The first calculation unit 121 can perform the discretization using the step function having the average deviation of the parameter as the upper limit and the value that is the negative version of the average deviation as the lower limit. Further, in this case, the second calculation unit approximates the step function to the continuous function having the average deviation of the parameter as an upper limit and a value that is a negative version of the average deviation as a lower limit. This allows scaling of the continuous function conforming to a range of the parameter.

Further, in this case, it is possible to minimize a difference between the output signals in a case in which the continuous function is used, a case in which a discrete function is used, and a case in which no function is used, by setting the initial value of the parameter to a minute value. The case in which no function is used is a case in which the parameter is used as a weight as it is. Further, this makes it possible to reduce an influence on optimization of a straight-through estimator (see NPL 2), which uses g ( ) at the time of forward propagation and f ( ) at the time of error backward propagation.

Further, in this case, the second calculation unit 122 can approximate the step function to a function obtained by multiplying a continuous function with a range of the output value from 1 to −1 by an average deviation of the parameter. This makes it possible to set the continuous function using, for example, tan h useful as an approximation function.

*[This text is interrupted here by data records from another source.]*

// ── Runtime subscription configuration ──
//
// These types describe *which* server to reach and *how* a subscription and
// its notification queue behave. They never touch disk: `opcae-config` (or
// any caller) builds them and hands them in.

use std::time::Duration;

use opcae_api::Guid;
use serde::{Deserialize, Serialize};

/// What the sink does with a batch when the notification queue is full.
///
/// The sink runs on the server's delivery thread, so none of these block
/// without bound.
#[derive(Debug, Clone, Copy, PartialEq, Eq, Serialize, Deserialize, strum::Display)]
#[serde(tag = "policy", rename_all = "kebab-case")]
#[strum(serialize_all = "kebab-case")]
pub enum Backpressure {
    /// Wait up to `timeout` for room, then drop the incoming batch.
    Wait {
        #[serde(with = "duration_ms")]
        timeout: Duration,
    },
    /// Evict the oldest queued batch to make room.
    DropOldest,
    /// Discard the incoming batch.
    DropNewest,
}

impl Default for Backpressure {
    fn default() -> Self {
        Self::Wait {
            timeout: Duration::from_secs(1),
        }
    }
}

/// Parameters for one event subscription.
#[derive(Debug, Clone, PartialEq, Eq, Serialize, Deserialize)]
pub struct SubscriptionConfig {
    /// Whether the server should start sending notifications immediately.
    pub active: bool,
    /// Requested buffer time in milliseconds; 0 asks for immediate delivery.
    /// The server may revise it.
    pub buffer_time_ms: u32,
    /// Requested maximum events per callback; 0 means no limit.
    pub max_size: u32,
    /// Batches the notification queue holds before backpressure applies.
    pub queue_capacity: usize,
    pub backpressure: Backpressure,
}

impl Default for SubscriptionConfig {
    fn default() -> Self {
        Self {
            active: true,
            buffer_time_ms: 1000,
            max_size: 0,
            queue_capacity: 256,
            backpressure: Backpressure::default(),
        }
    }
}

/// How a server class is named to the activation service.
#[derive(Debug, Clone, PartialEq, Eq, Serialize, Deserialize)]
#[serde(rename_all = "snake_case")]
pub enum ServerId {
    Clsid(Guid),
    ProgId(String),
}

impl std::fmt::Display for ServerId {
    fn fmt(&self, f: &mut std::fmt::Formatter<'_>) -> std::fmt::Result {
        match self {
            Self::Clsid(clsid) => write!(f, "{{{clsid}}}"),
            Self::ProgId(prog_id) => f.write_str(prog_id),
        }
    }
}

/// A server instance: its class and the node it runs on.
///
/// Consumed by an [`Activator`](crate::activation::Activator); the core does
/// not activate anything itself.
#[derive(Debug, Clone, PartialEq, Eq, Serialize, Deserialize)]
pub struct ServerTarget {
    pub server: ServerId,
    /// Host name or address. Empty means this machine.
    #[serde(default)]
    pub node: String,
}

impl ServerTarget {
    pub fn local(server: ServerId) -> Self {
        Self {
            server,
            node: String::new(),
        }
    }

    pub fn remote(server: ServerId, node: impl Into<String>) -> Self {
        Self {
            server,
            node: node.into(),
        }
    }

    /// Whether the node names this machine, so in-process or local-server
    /// activation applies instead of a remote one.
    pub fn is_local(&self) -> bool {
        let node = self.node.trim();
        node.is_empty()
            || node == "."
            || node.eq_ignore_ascii_case("localhost")
            || node == "127.0.0.1"
            || node == "::1"
    }
}

impl std::fmt::Display for ServerTarget {
    fn fmt(&self, f: &mut std::fmt::Formatter<'_>) -> std::fmt::Result {
        if self.is_local() {
            write!(f, "{}", self.server)
        } else {
            write!(f, "{} on {}", self.server, self.node)
        }
    }
}

mod duration_ms {
    use std::time::Duration;

    use serde::{Deserialize, Deserializer, Serializer};

    pub fn serialize<S: Serializer>(value: &Duration, serializer: S) -> Result<S::Ok, S::Error> {
        serializer.serialize_u64(u64::try_from(value.as_millis()).unwrap_or(u64::MAX))
    }

    pub fn deserialize<'de, D: Deserializer<'de>>(deserializer: D) -> Result<Duration, D::Error> {
        u64::deserialize(deserializer).map(Duration::from_millis)
    }
}

#[cfg(test)]
#[allow(clippy::unwrap_used)]
mod tests {
    use pretty_assertions::assert_eq;

    use super::*;

    #[test]
    fn local_nodes() {
        let id = ServerId::ProgId("Vendor.AE.1".into());
        for node in ["", ".", "localhost", "LOCALHOST", "127.0.0.1", "::1", "  "] {
            assert!(ServerTarget::remote(id.clone(), node).is_local(), "{node:?}");
        }
        for node in ["plant-scada", "10.0.0.5", "::2"] {
            assert!(!ServerTarget::remote(id.clone(), node).is_local(), "{node:?}");
        }
    }

    #[test]
    fn target_display_mentions_remote_node() {
        let id = ServerId::ProgId("Vendor.AE.1".into());
        assert_eq!(ServerTarget::local(id.clone()).to_string(), "Vendor.AE.1");
        assert_eq!(
            ServerTarget::remote(id, "scada01").to_string(),
            "Vendor.AE.1 on scada01"
        );
    }

    #[test]
    fn backpressure_serializes_with_its_timeout_in_ms() {
        let json = serde_json::to_value(Backpressure::default()).unwrap();
        assert_eq!(json, serde_json::json!({ "policy": "wait", "timeout": 1000 }));
        let parsed: Backpressure = serde_json::from_value(serde_json::json!({ "policy": "drop-oldest" })).unwrap();
        assert_eq!(parsed, Backpressure::DropOldest);
        assert_eq!(Backpressure::DropNewest.to_string(), "drop-newest");
    }
}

System Configuration and Others

Further, each illustrated component of each apparatus is functional and does not necessarily need to be physically configured as illustrated in the drawing. That is, a specific form of distribution and integration of the respective apparatuses is not limited to a form illustrated in the drawings, and all or some of the apparatuses can be distributed or integrated functionally or physically in any units according to various loads, and use situations. Further, all or any part of each processing function to be performed in each apparatus can be realized by the CPU and a program being analyzed and executed by the CPU, or can be realized as hardware by wired logic.

In addition, all or some of the processes described as being performed automatically among the processes described in the present embodiment can be performed manually, or all or some of the processes described as being performed manually can be performed automatically by a known method. In addition, the processing procedures, control procedures, specific names, and information including various types of data and parameters illustrated in the above documents and drawings can be modified as desired except in the case of the special description.

Program

In an embodiment, the learning apparatus 10 can be implemented by installing a learning program for executing the learning process in a desired computer as packaged software or on-line software. It is possible to cause an information processing apparatus to function as the learning apparatus 10 by causing the information processing apparatus to execute the learning program, for example. Here, the information processing apparatus includes a desktop or laptop personal computer. In addition, as the information processing apparatus, a mobile communication terminal such as a smart phone, a mobile phone, and a Personal Handyphone System (PHS), or a smart terminal such as Personal Digital Assistant (PDA) are included in the category.

Further, the learning apparatus 10 can be implemented as a learning server apparatus that provides services regarding the learning process to a client, which is a terminal apparatus that is used by a user. For example, the learning server apparatus is implemented as a server apparatus that provides a learning service in which an input is a parameter before updating and an output is a parameter after updating. In this case, the learning server apparatus may be implemented as a web server or may be implemented as a cloud that provides services regarding the learning process through outsourcing.

FIG. 6 is a diagram illustrating an example of a computer that executes a learning program. The computer 1000 has, for example, a memory 1010, and a CPU 1020. The computer 1000 also has a hard disk drive interface 1030, a disk drive interface 1040, a serial port interface 1050, a video adapter 1060, and a network interface 1070. These units are connected by a bus 1080.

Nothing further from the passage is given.